I'm new on here and wanting to learn all I can before getting goats. My son wants goats now (we have rabbits) and I am all for it. So this is my situation...we plan on moving back to where my mom lives to help her out. We will have about 3 acres for animals. We were planning on fencing and getting everything ready before we get any goats. This week has been crazy though with our neighbors goats. They have about 4 acres and have 4 horses, 3 ponies, 1 donkey, 8 goats and like a million chickens. There is no green grass of any type growing there. It's a mess but the worst part is that their goats find a way to get out of their interesting patched up fencing. The goats end up on the road then find my moms shrubs and green grass very hard to resist. 
I've had the sheriff out every day this past week. I've talked nicely to the neighbor about his goats and asked if his goats were tested for CAE CL and johnes? I knew what the answer was. He just looked at me like I was talking Japanese to him. He said he gave them what the feed store said all goat people around our area give them. Geeshhh! There is goat poop all over the land. They have left their pee and poop on all the land. 
My questions after this long rant are if I buy a few good registered goats, what are the possibilities of my goats getting the nasties off his goats? Of course he told me his goats were healthy even though he told me they were not tested. How bad is this for my goats? What would you do? Is there a way to clean up the land?

Any ideas?


----------



## pixie (Dec 30, 2012)

Good LUCK! Sounds like a very challenging situation. I am sure other people here will have some ideas for you. I am keeping my fingers crossed for you.


----------



## mjgh06 (Sep 4, 2012)

Unfortunately, if their goats have any transmittable disease and have already been on your property with pee/poop, there is not much you can do. Some diseases can sit in the ground for years. 

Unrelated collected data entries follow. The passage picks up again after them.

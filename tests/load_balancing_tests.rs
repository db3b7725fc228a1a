//! Multi-instance load-balancing scenarios against a shared in-memory store.

use flotilla::prelude::*;
use std::collections::HashSet;
use std::sync::Arc;
use std::time::Duration;

struct Sink;

#[async_trait::async_trait]
impl EventHandler for Sink {
    async fn process_event(&self, _ctx: &PartitionContext, _event: ReceivedEvent) -> Result<()> {
        Ok(())
    }
}

fn fast_config() -> LoadBalancerConfig {
    LoadBalancerConfig::default()
        .with_update_interval(Duration::from_millis(25))
        .with_ownership_expiration(Duration::from_millis(400))
        .with_claim_strategy(ClaimStrategy::Balanced)
}

fn processor(
    owner: &str,
    store: Arc<InMemoryCheckpointStore>,
    source: Arc<InMemoryPartitionSource>,
) -> EventProcessor {
    EventProcessor::builder("ns", "stream", "cg")
        .with_owner_id(owner)
        .with_store(store)
        .with_source(source)
        .with_event_handler(Arc::new(Sink))
        .with_load_balancer_config(fast_config())
        .build()
        .unwrap()
}

async fn settle(processors: &[&EventProcessor], ticks: u32) {
    tokio::time::sleep(Duration::from_millis(25 * u64::from(ticks))).await;
    for p in processors {
        assert!(p.is_running());
    }
}

#[tokio::test]
async fn two_instances_converge_to_fair_shares() {
    let store = Arc::new(InMemoryCheckpointStore::new());
    let source = Arc::new(InMemoryPartitionSource::with_partitions(6));

    let a = processor("owner-a", store.clone(), source.clone());
    let b = processor("owner-b", store, source);
    a.start().await.unwrap();
    b.start().await.unwrap();
    settle(&[&a, &b], 20).await;

    let a_owned = a.owned_partitions();
    let b_owned = b.owned_partitions();
    assert_eq!(a_owned.len(), 3, "a={a_owned:?} b={b_owned:?}");
    assert_eq!(b_owned.len(), 3, "a={a_owned:?} b={b_owned:?}");

    // Union covers every partition exactly once.
    let union: HashSet<_> = a_owned.iter().chain(b_owned.iter()).collect();
    assert_eq!(union.len(), 6);

    a.stop().await;
    b.stop().await;
}

#[tokio::test]
async fn three_instances_hold_floor_or_ceil() {
    let store = Arc::new(InMemoryCheckpointStore::new());
    let source = Arc::new(InMemoryPartitionSource::with_partitions(8));

    let processors: Vec<EventProcessor> = ["owner-a", "owner-b", "owner-c"]
        .iter()
        .map(|o| processor(o, store.clone(), source.clone()))
        .collect();
    for p in &processors {
        p.start().await.unwrap();
    }
    settle(&processors.iter().collect::<Vec<_>>(), 40).await;

    let shares: Vec<Vec<PartitionId>> =
        processors.iter().map(|p| p.owned_partitions()).collect();
    let total: usize = shares.iter().map(Vec::len).sum();
    assert_eq!(total, 8, "shares: {shares:?}");
    for share in &shares {
        // floor(8/3) = 2, ceil(8/3) = 3.
        assert!((2..=3).contains(&share.len()), "shares: {shares:?}");
    }

    let union: HashSet<_> = shares.iter().flatten().collect();
    assert_eq!(union.len(), 8);

    for p in processors {
        p.stop().await;
    }
}

#[tokio::test]
async fn survivor_absorbs_stopped_instances_partitions() {
    let store = Arc::new(InMemoryCheckpointStore::new());
    let source = Arc::new(InMemoryPartitionSource::with_partitions(4));

    let a = processor("owner-a", store.clone(), source.clone());
    let b = processor("owner-b", store, source);
    a.start().await.unwrap();
    b.start().await.unwrap();
    settle(&[&a, &b], 20).await;
    assert_eq!(a.owned_partitions().len() + b.owned_partitions().len(), 4);

    // b leaves; its leases expire and a takes everything.
    b.stop().await;
    tokio::time::sleep(Duration::from_millis(800)).await;
    assert_eq!(a.owned_partitions().len(), 4);

    a.stop().await;
}

#[tokio::test]
async fn late_joiner_steals_up_to_fair_share() {
    let store = Arc::new(InMemoryCheckpointStore::new());
    let source = Arc::new(InMemoryPartitionSource::with_partitions(4));

    let a = processor("owner-a", store.clone(), source.clone());
    a.start().await.unwrap();
    settle(&[&a], 15).await;
    assert_eq!(a.owned_partitions().len(), 4);

    let b = processor("owner-b", store, source);
    b.start().await.unwrap();
    settle(&[&a, &b], 40).await;

    let a_owned = a.owned_partitions();
    let b_owned = b.owned_partitions();
    assert_eq!(a_owned.len() + b_owned.len(), 4);
    assert_eq!(a_owned.len(), 2, "a={a_owned:?} b={b_owned:?}");
    assert_eq!(b_owned.len(), 2, "a={a_owned:?} b={b_owned:?}");

    a.stop().await;
    b.stop().await;
}
#[cfg(test)]
mod tests {
    use super::*;
    use crate::processor::store::InMemoryCheckpointStore;

    fn balancer(
        owner: &str,
        store: Arc<InMemoryCheckpointStore>,
        partitions: usize,
        strategy: ClaimStrategy,
    ) -> LoadBalancer {
        LoadBalancer::new(
            "ns".into(),
            "stream".into(),
            "cg".into(),
            owner.into(),
            LoadBalancerConfig::default().with_claim_strategy(strategy),
            store,
            (0..partitions).map(|p| p.to_string()).collect(),
        )
    }

    async fn owned_count(balancer: &LoadBalancer) -> usize {
        balancer.tick(&HashSet::new()).await.unwrap().owned.len()
    }

    #[tokio::test]
    async fn test_single_owner_claims_everything() {
        let store = Arc::new(InMemoryCheckpointStore::new());
        let a = balancer("owner-a", store, 4, ClaimStrategy::Balanced);

        // First tick claims to target, second renews.
        assert_eq!(owned_count(&a).await, 4);
        assert_eq!(owned_count(&a).await, 4);
    }

    #[tokio::test]
    async fn test_greedy_claims_one_per_tick() {
        let store = Arc::new(InMemoryCheckpointStore::new());
        let a = balancer("owner-a", store, 3, ClaimStrategy::Greedy);

        assert_eq!(owned_count(&a).await, 1);
        assert_eq!(owned_count(&a).await, 2);
        assert_eq!(owned_count(&a).await, 3);
    }

    #[tokio::test]
    async fn test_two_owners_converge_to_fair_shares() {
        let store = Arc::new(InMemoryCheckpointStore::new());
        let a = balancer("owner-a", store.clone(), 6, ClaimStrategy::Balanced);
        let b = balancer("owner-b", store, 6, ClaimStrategy::Balanced);

        let mut last = (0, 0);
        for _ in 0..10 {
            let a_owned = owned_count(&a).await;
            let b_owned = owned_count(&b).await;
            last = (a_owned, b_owned);
        }

        assert_eq!(last.0 + last.1, 6);
        assert_eq!(last.0, 3);
        assert_eq!(last.1, 3);
    }

    #[tokio::test]
    async fn test_three_owners_floor_ceil_split() {
        let store = Arc::new(InMemoryCheckpointStore::new());
        let balancers: Vec<LoadBalancer> = ["owner-a", "owner-b", "owner-c"]
            .iter()
            .map(|o| balancer(o, store.clone(), 8, ClaimStrategy::Greedy))
            .collect();

        let mut counts = vec![0usize; 3];
        for _ in 0..30 {
            for (i, b) in balancers.iter().enumerate() {
                counts[i] = owned_count(b).await;
            }
        }

        assert_eq!(counts.iter().sum::<usize>(), 8);
        for &count in &counts {
            assert!((2..=3).contains(&count), "unfair share: {counts:?}");
        }
    }

    #[tokio::test]
    async fn test_steal_stops_at_target() {
        let store = Arc::new(InMemoryCheckpointStore::new());
        let a = balancer("owner-a", store.clone(), 3, ClaimStrategy::Balanced);
        let b = balancer("owner-b", store, 3, ClaimStrategy::Balanced);

        // owner-a grabs everything alone, then owner-b joins.
        assert_eq!(owned_count(&a).await, 3);
        for _ in 0..6 {
            owned_count(&b).await;
            owned_count(&a).await;
        }

        let a_final = owned_count(&a).await;
        let b_final = owned_count(&b).await;
        assert_eq!(a_final + b_final, 3);
        assert!(a_final >= 1 && b_final >= 1, "a={a_final} b={b_final}");
    }

    #[tokio::test]
    async fn test_relinquished_partition_is_not_renewed() {
        let store = Arc::new(InMemoryCheckpointStore::new());
        let a = balancer("owner-a", store.clone(), 2, ClaimStrategy::Balanced);

        assert_eq!(owned_count(&a).await, 2);

        let mut relinquish = HashSet::new();
        relinquish.insert("0".to_string());
        let outcome = a.tick(&relinquish).await.unwrap();
        let owned: Vec<&str> = outcome.owned.iter().map(|o| o.partition_id.as_str()).collect();
        assert_eq!(owned, vec!["1"]);
    }

    #[tokio::test]
    async fn test_relinquished_lease_releases_once_expired() {
        let store = Arc::new(InMemoryCheckpointStore::new());
        let a = LoadBalancer::new(
            "ns".into(),
            "stream".into(),
            "cg".into(),
            "owner-a".into(),
            LoadBalancerConfig::default()
                .with_update_interval(Duration::from_millis(10))
                .with_ownership_expiration(Duration::from_millis(50))
                .with_claim_strategy(ClaimStrategy::Balanced),
            store,
            vec!["0".into()],
        );

        assert_eq!(a.tick(&HashSet::new()).await.unwrap().owned.len(), 1);

        let mut relinquish = HashSet::new();
        relinquish.insert("0".to_string());

        // Lease still active: not renewed, not reclaimed, not yet released.
        let outcome = a.tick(&relinquish).await.unwrap();
        assert!(outcome.owned.is_empty());
        assert!(outcome.released.is_empty());

        tokio::time::sleep(Duration::from_millis(80)).await;
        let outcome = a.tick(&relinquish).await.unwrap();
        assert_eq!(outcome.released, vec!["0".to_string()]);
    }

    #[tokio::test]
    async fn test_expired_ownership_is_claimable() {
        let store = Arc::new(InMemoryCheckpointStore::new());
        let a = LoadBalancer::new(
            "ns".into(),
            "stream".into(),
            "cg".into(),
            "owner-a".into(),
            LoadBalancerConfig::default()
                .with_update_interval(Duration::from_millis(10))
                .with_ownership_expiration(Duration::from_millis(50)),
            store.clone(),
            vec!["0".into()],
        );
        let b = LoadBalancer::new(
            "ns".into(),
            "stream".into(),
            "cg".into(),
            "owner-b".into(),
            LoadBalancerConfig::default()
                .with_update_interval(Duration::from_millis(10))
                .with_ownership_expiration(Duration::from_millis(50)),
            store,
            vec!["0".into()],
        );

        assert_eq!(a.tick(&HashSet::new()).await.unwrap().owned.len(), 1);

        // owner-a goes quiet; after expiry owner-b takes over.
        tokio::time::sleep(Duration::from_millis(80)).await;
        let outcome = b.tick(&HashSet::new()).await.unwrap();
        assert_eq!(outcome.owned.len(), 1);
        assert_eq!(outcome.owned[0].owner_id, "owner-b");
    }

    #[tokio::test]
    async fn test_claim_race_exactly_one_winner() {
        let store = Arc::new(InMemoryCheckpointStore::new());
        let a = balancer("owner-a", store.clone(), 1, ClaimStrategy::Greedy);
        let b = balancer("owner-b", store, 1, ClaimStrategy::Greedy);

        let no_relinquish = HashSet::new();
        let (a_out, b_out) = tokio::join!(a.tick(&no_relinquish), b.tick(&no_relinquish));
        let wins = a_out.unwrap().owned.len() + b_out.unwrap().owned.len();
        assert_eq!(wins, 1);

        // At most one side recorded a lost race; the other may simply have
        // observed the partition as taken before claiming.
        assert!(a.lost_claim_count("0") + b.lost_claim_count("0") <= 1);
    }

    #[test]
    fn test_config_validation() {
        assert!(LoadBalancerConfig::default().validate().is_ok());

        let zero = LoadBalancerConfig::default().with_update_interval(Duration::ZERO);
        assert!(zero.validate().is_err());

        let inverted = LoadBalancerConfig::default()
            .with_update_interval(Duration::from_secs(60))
            .with_ownership_expiration(Duration::from_secs(10));
        assert!(inverted.validate().is_err());
    }
}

However, I would talk to him a little more and determine how long he's had the goats he currently has and do your own "testing"-see next paragraph. In Georgia here, there's a lot of ole time country folks who have herd animals that just raise them - no tests, not much of anything in the way of herd maintenance or quarantine or safety programs or dietary methods. Pretty much just get them and let them fend for themselves or feed store feed and that's it. That's where I do a lot of my work. So I stay pretty busy. 

With that said, if he's had these same goats for years and they look healthy (see below), I'd say you're probably okay. There's a lot you can look at on your own to determine how big a threat his goats are. While you're talking to him or catch one of his goats out, pet the goat and rub the goat down so to speak checking for lumps or sores (wear gloves to protect yourself, It's winter still you need them on)- that's a main concern symptom. Another thing look at the tail bones, can you see a lot of hip bone - are they way skinny like all bone no meat - another sign. Listen to his herd, a lot of coughing or sneezing. While you're petting the goat look at its eyes and nose - any redness, scabs, or discharge. Notice the rear end, is it black, wet, tarry, or do you notice any other signs of diarrhea or discharge on that end. These are one of the first things I teach in class - How to notice signs of illness. If all these things show up fine- no discharge, no diarrhea, no lumps, sores or scabs, not skinny, no sneezing/coughing, you are probably okay.

Get some really good fence that will keep your goats on your property and their goats out of your area. Then politely tell your neighbor, hey I just got some new goats and I want to make sure Yours stay healthy, can you keep them off my property.

ADDED: If you can get a burn permit and know how to or can hire someone to do it, you can do a controlled burn of your property before getting goats. Sometimes the fire dept will do it for a training session on new recruits. But you'd want to do it about two months before getting goats to allow new growth to come up. A burn will kill all disease on site.


----------



## HoosierShadow (Apr 20, 2010)

Oh wow, that would not go over well here! I'd be demanding that they keep the goats off of YOUR property! Any way you can fence it in so they can not get into your property? IMO that's probably going to be the best way to keep them out.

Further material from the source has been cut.